___ GIVEN DATA

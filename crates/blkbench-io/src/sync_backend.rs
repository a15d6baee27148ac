//! Synchronous I/O backend using `std::fs`.
//!
//! Files opened with `OpenFlags::direct = true` use `O_DIRECT` on Linux to
//! bypass the page cache; `OpenFlags::exclusive` adds `O_EXCL`, which for
//! block devices claims the device exclusively.

use std::fs::OpenOptions;
use std::io::{Read, Seek, SeekFrom, Write};
use std::os::unix::fs::{FileTypeExt, MetadataExt, OpenOptionsExt};
use std::path::Path;
use std::sync::atomic::{AtomicU64, Ordering};

use crate::backend::{FileHandle, IoBackend, OpenFlags};
use crate::{IoError, sys};

/// Synchronous I/O backend using `std::fs::File`.
///
/// All operations block, and each transfer is a single `read(2)` or
/// `write(2)` so that short counts reach the caller.
#[derive(Debug)]
pub struct SyncBackend {
    /// Counter for generating unique file handle IDs.
    next_handle_id: AtomicU64,
}

impl SyncBackend {
    /// Creates a new synchronous I/O backend.
    pub fn new() -> Self {
        Self {
            next_handle_id: AtomicU64::new(1),
        }
    }

    /// Returns the next unique handle ID.
    fn next_id(&self) -> u64 {
        self.next_handle_id.fetch_add(1, Ordering::Relaxed)
    }
}

impl Default for SyncBackend {
    fn default() -> Self {
        Self::new()
    }
}

impl IoBackend for SyncBackend {
    fn open(&self, path: &Path, flags: OpenFlags) -> Result<FileHandle, IoError> {
        let mut opts = OpenOptions::new();
        opts.read(flags.read)
            .write(flags.write)
            .custom_flags(sys::custom_open_flags(flags.exclusive, flags.direct));

        let file = opts.open(path)?;
        let id = self.next_id();
        tracing::debug!(
            target_path = %path.display(),
            handle = id,
            direct = flags.direct,
            exclusive = flags.exclusive,
            "opened target"
        );
        Ok(FileHandle::from_file(id, path, flags.direct, file))
    }

    fn sector_size(&self, handle: &FileHandle) -> Result<usize, IoError> {
        let file = handle.file()?;
        let metadata = file.metadata()?;
        let file_type = metadata.file_type();

        if file_type.is_block_device() {
            return Ok(sys::logical_sector_size(file)?);
        }
        if file_type.is_file() {
            // Regular files have no sector size; the filesystem's preferred
            // I/O size satisfies its direct I/O alignment rules.
            return Ok(file_alignment(metadata.blksize()));
        }

        Err(IoError::UnsupportedTarget {
            path: handle.path.clone(),
        })
    }

    fn seek(&self, handle: &mut FileHandle, offset: u64) -> Result<u64, IoError> {
        let pos = handle.file_mut()?.seek(SeekFrom::Start(offset))?;
        Ok(pos)
    }

    fn read(&self, handle: &mut FileHandle, buf: &mut [u8]) -> Result<usize, IoError> {
        let n = handle.file_mut()?.read(buf)?;
        Ok(n)
    }

    fn write(&self, handle: &mut FileHandle, buf: &[u8]) -> Result<usize, IoError> {
        let n = handle.file_mut()?.write(buf)?;
        Ok(n)
    }

    fn sync_data(&self, handle: &FileHandle) -> Result<(), IoError> {
        handle.file()?.sync_data()?;
        Ok(())
    }

    fn close(&self, mut handle: FileHandle) -> Result<(), IoError> {
        let file = handle
            .file
            .take()
            .ok_or(IoError::InvalidHandle { handle: handle.id })?;
        sys::close_checked(file)?;
        tracing::debug!(handle = handle.id, "closed target");
        Ok(())
    }
}

/// Smallest logical sector size any Linux block device reports.
const MIN_SECTOR_SIZE: usize = 512;

/// Alignment to use for a regular file whose `st_blksize` is `blksize`.
///
/// Buffers need a power-of-two alignment; values that are not one (or do
/// not fit in `usize`) fall back to the smallest sector size.
fn file_alignment(blksize: u64) -> usize {
    match usize::try_from(blksize) {
        Ok(size) if size.is_power_of_two() => size,
        _ => MIN_SECTOR_SIZE,
    }
}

______

* **WHAT IS NEEDED**:
Return all of the data above, keeping every line exactly as it appears.

* **RESULT OF THE EXERCISE**:
filename crates/blkbench-io/src/sync_backend.rs
repository a15d6baee27148ac
//! Synchronous I/O backend using `std::fs`.
//!
//! Files opened with `OpenFlags::direct = true` use `O_DIRECT` on Linux to
//! bypass the page cache; `OpenFlags::exclusive` adds `O_EXCL`, which for
//! block devices claims the device exclusively.

use std::fs::OpenOptions;
use std::io::{Read, Seek, SeekFrom, Write};
use std::os::unix::fs::{FileTypeExt, MetadataExt, OpenOptionsExt};
use std::path::Path;
use std::sync::atomic::{AtomicU64, Ordering};

use crate::backend::{FileHandle, IoBackend, OpenFlags};
use crate::{IoError, sys};

/// Synchronous I/O backend using `std::fs::File`.
///
/// All operations block, and each transfer is a single `read(2)` or
/// `write(2)` so that short counts reach the caller.
#[derive(Debug)]
pub struct SyncBackend {
    /// Counter for generating unique file handle IDs.
    next_handle_id: AtomicU64,
}

impl SyncBackend {
    /// Creates a new synchronous I/O backend.
    pub fn new() -> Self {
        Self {
            next_handle_id: AtomicU64::new(1),
        }
    }

    /// Returns the next unique handle ID.
    fn next_id(&self) -> u64 {
        self.next_handle_id.fetch_add(1, Ordering::Relaxed)
    }
}

impl Default for SyncBackend {
    fn default() -> Self {
        Self::new()
    }
}

impl IoBackend for SyncBackend {
    fn open(&self, path: &Path, flags: OpenFlags) -> Result<FileHandle, IoError> {
        let mut opts = OpenOptions::new();
        opts.read(flags.read)
            .write(flags.write)
            .custom_flags(sys::custom_open_flags(flags.exclusive, flags.direct));

        let file = opts.open(path)?;
        let id = self.next_id();
        tracing::debug!(
            target_path = %path.display(),
            handle = id,
            direct = flags.direct,
            exclusive = flags.exclusive,
            "opened target"
        );
        Ok(FileHandle::from_file(id, path, flags.direct, file))
    }

    fn sector_size(&self, handle: &FileHandle) -> Result<usize, IoError> {
        let file = handle.file()?;
        let metadata = file.metadata()?;
        let file_type = metadata.file_type();

        if file_type.is_block_device() {
            return Ok(sys::logical_sector_size(file)?);
        }
        if file_type.is_file() {
            // Regular files have no sector size; the filesystem's preferred
            // I/O size satisfies its direct I/O alignment rules.
            return Ok(file_alignment(metadata.blksize()));
        }

        Err(IoError::UnsupportedTarget {
            path: handle.path.clone(),
        })
    }

    fn seek(&self, handle: &mut FileHandle, offset: u64) -> Result<u64, IoError> {
        let pos = handle.file_mut()?.seek(SeekFrom::Start(offset))?;
        Ok(pos)
    }

    fn read(&self, handle: &mut FileHandle, buf: &mut [u8]) -> Result<usize, IoError> {
        let n = handle.file_mut()?.read(buf)?;
        Ok(n)
    }

    fn write(&self, handle: &mut FileHandle, buf: &[u8]) -> Result<usize, IoError> {
        let n = handle.file_mut()?.write(buf)?;
        Ok(n)
    }

    fn sync_data(&self, handle: &FileHandle) -> Result<(), IoError> {
        handle.file()?.sync_data()?;
        Ok(())
    }

    fn close(&self, mut handle: FileHandle) -> Result<(), IoError> {
        let file = handle
            .file
            .take()
            .ok_or(IoError::InvalidHandle { handle: handle.id })?;
        sys::close_checked(file)?;
        tracing::debug!(handle = handle.id, "closed target");
        Ok(())
    }
}

/// Smallest logical sector size any Linux block device reports.
const MIN_SECTOR_SIZE: usize = 512;

/// Alignment to use for a regular file whose `st_blksize` is `blksize`.
///
/// Buffers need a power-of-two alignment; values that are not one (or do
/// not fit in `usize`) fall back to the smallest sector size.
fn file_alignment(blksize: u64) -> usize {
    match usize::try_from(blksize) {
        Ok(size) if size.is_power_of_two() => size,
        _ => MIN_SECTOR_SIZE,
    }
}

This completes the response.